The first time Mary called her voice was polite and friendly, tentative and wary. She wondered
if the FAMS Call Center could help her with her transportation request. She needed to get to work that very night. We wanted to help her, yet because of several challenges, were unable to. Our call center serves a rural region. Limited resources and significant distances can create barriers to transportation out in the country.
In rural areas, we can accommodate planning and plodding, but not "immediate." You can hear it in our speech patterns sometimes. We keep moving forward, we keep improving, but slowly and methodically. Like the tortoise, we will get there, we hope to get you there, so we keep planning.
That first time on the phone, she said good-bye to me so calmly, and thought she had hung up the phone. I heard a venting of frustration from the other end of the line that was not intended for my ears, but I felt her disappointment. I was disappointed too. How could a few miles be so daunting? How could we say in this amazing time we live in that “you can’t get there from here, not right now any way.”
I called her back the next day determined to do what we did well, “plan.” “What trips do you have coming up? When do you need to go? Have you ridden public transportation? How are you getting to work now? Walking? All that way, sometimes in the dark? Yesterday was 100 degrees. You walked? During the day? You are 62?”
Little by little, together, we planned. Mary took the bus. She was chauffeured by amazing volunteer drivers. She even used a few vouchers, and when she had to work late, used her own initiative to find a friend who could drive her when a volunteer couldn’t. She used every resource. She landed a job and got a ride to training. She went to DARS and took classes. She went to job fairs, medical appointments, dental appointments, and to her new job at a fast food restaurant.

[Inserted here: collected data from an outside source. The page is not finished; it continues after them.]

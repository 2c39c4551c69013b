use binderflow::engine::config::Stage;
use clap::{Args, Parser, Subcommand};
use std::path::PathBuf;

const HELP_TEMPLATE: &str = "\
{before-help}{name} {version}
{about-with-newline}
{usage-heading} {usage}

{all-args}{after-help}
";

#[derive(Parser, Debug)]
#[command(
    version,
    about = "binderflow - Drive a protein-binder design pipeline: backbone generation, sequence design, structure prediction, interface scoring and filtering.",
    help_template = HELP_TEMPLATE,
)]
#[command(propagate_version = true)]
pub struct Cli {
    #[command(subcommand)]
    pub command: Commands,

    /// Increase verbosity level (-v for INFO, -vv for DEBUG, -vvv for TRACE)
    #[arg(short, long, action = clap::ArgAction::Count, global = true)]
    pub verbose: u8,

    /// Suppress all log output except for errors
    #[arg(short, long, global = true, conflicts_with = "verbose")]
    pub quiet: bool,

    /// Write logs to a specified file in addition to the console output
    #[arg(long, global = true, value_name = "PATH")]
    pub log_file: Option<PathBuf>,
}

#[derive(Subcommand, Debug)]
pub enum Commands {
    /// Run the design pipeline (or a contiguous range of its stages).
    Run(RunArgs),
    /// Download a target structure, strip non-protein records and list its chains.
    Target(TargetArgs),
    /// Re-apply the filter to a metrics table written by a previous run.
    Filter(FilterArgs),
}

/// Arguments for the `run` subcommand.
#[derive(Args, Debug, Default)]
pub struct RunArgs {
    /// Path to the pipeline configuration file in TOML format.
    #[arg(short, long, value_name = "PATH")]
    pub config: Option<PathBuf>,

    // --- Target ---
    /// PDB id of the target (e.g., '5O45').
    #[arg(short, long, value_name = "ID")]
    pub pdb_id: Option<String>,

    // --- Backbone Overrides ---
    /// Number of designs to generate.
    #[arg(short, long, value_name = "INT")]
    pub num_designs: Option<usize>,

    /// Contig specification passed to the backbone generator (e.g., 'A17-145/0 50-100').
    #[arg(long, value_name = "CONTIGS")]
    pub contigs: Option<String>,

    /// Comma-separated hotspot residues on the target (e.g., 'A56,A115').
    #[arg(long, value_name = "LIST")]
    pub hotspots: Option<String>,

    /// Noise scale for both CA and frame denoising.
    #[arg(long, value_name = "FLOAT")]
    pub noise_scale: Option<f64>,

    /// Run the backbone container without GPU access.
    #[arg(long)]
    pub no_gpus: bool,

    // --- Stage Selection ---
    /// First stage to run.
    #[arg(long = "from", value_name = "STAGE")]
    pub from_stage: Option<Stage>,

    /// Last stage to run.
    #[arg(long = "to", value_name = "STAGE")]
    pub to_stage: Option<Stage>,

    /// Skip interface scoring, even if it is configured in the file.
    #[arg(long)]
    pub no_scoring: bool,

    // --- Output ---
    /// Where to write the per-design metrics table (CSV).
    #[arg(short, long, value_name = "PATH")]
    pub report: Option<PathBuf>,

    #[command(flatten)]
    pub thresholds: ThresholdArgs,

    /// Set a specific configuration value, overriding the config file.
    /// Can be used multiple times. Example: -S sequence.relax-cycles=2
    #[arg(short = 'S', long = "set", value_name = "KEY=VALUE", num_args(0..))]
    pub set_values: Vec<String>,
}

/// Filter threshold overrides shared by `run` and `filter`.
#[derive(Args, Debug, Default, Clone, Copy)]
pub struct ThresholdArgs {
    /// A design passes only if its binder pLDDT is above this value.
    #[arg(long, value_name = "FLOAT")]
    pub min_plddt_binder: Option<f64>,

    /// A design passes only if its interaction PAE is below this value.
    #[arg(long, value_name = "FLOAT")]
    pub max_pae_interaction: Option<f64>,

    /// A design passes only if its binder-aligned RMSD is below this value.
    #[arg(long, value_name = "FLOAT")]
    pub max_binder_aligned_rmsd: Option<f64>,

    /// A scored design passes only if its ddG is below this value.
    #[arg(long, value_name = "FLOAT", allow_negative_numbers = true)]
    pub max_ddg: Option<f64>,
}

/// Arguments for the `target` subcommand.
#[derive(Args, Debug)]
pub struct TargetArgs {
    /// PDB id of the target to fetch from RCSB.
    #[arg(required = true, value_name = "ID")]
    pub pdb_id: String,

    /// Directory that receives '<ID>.pdb' and '<ID>_cleaned.pdb'.
    #[arg(short, long, value_name = "DIR", default_value = "inputs")]
    pub input_dir: PathBuf,

    /// Use an existing '<ID>.pdb' in the input directory instead of downloading it.
    #[arg(long)]
    pub skip_download: bool,
}

/// Arguments for the `filter` subcommand.
#[derive(Args, Debug)]
pub struct FilterArgs {
    /// Metrics table written by `binderflow run`.
    #[arg(short, long, required = true, value_name = "PATH")]
    pub metrics: PathBuf,

    /// Optional configuration file providing the `[filter]` thresholds.
    #[arg(short, long, value_name = "PATH")]
    pub config: Option<PathBuf>,

    /// Write the re-filtered table here instead of only printing the summary.
    #[arg(short, long, value_name = "PATH")]
    pub output: Option<PathBuf>,

    #[command(flatten)]
    pub thresholds: ThresholdArgs,
}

“I really want to work at a desk in customer service,” she told me. She would be a great customer service agent! She is patient and kind, and perseveres more than many people I have met. Mary is a natural problem solver. On top of that, she is likeable and caring. She continues to meet with her DARS counselor, and she is going to job fairs and classes. Even though she likes her current job, she has dreams of getting a higher paying job, owning her own car, and driving again. She admitted to tough times and bad choices in the past, but is refocused and using all of the tools her community has to offer to get to a place of independence and health.
The day I interviewed her, she had gotten a ride from a married couple who volunteer for Voltran. A tree in her neighborhood had fallen into the road after a storm. The volunteers got out of the car and moved a tree to get to her. She was so impressed that they had gone to all of that trouble just for her so that she could get to the dentist. She expressed gratitude for the FAMS Call Center. When she called that first time she thought, “I have to put my pride aside and take the first step.” Even though her first call didn’t work out, she said, “You didn’t know me and you called me back. You cared.”
Mary encourages you to take the first step and call for transportation. If you see Mary, ask her about her story. You will be inspired by her determination and resourcefulness!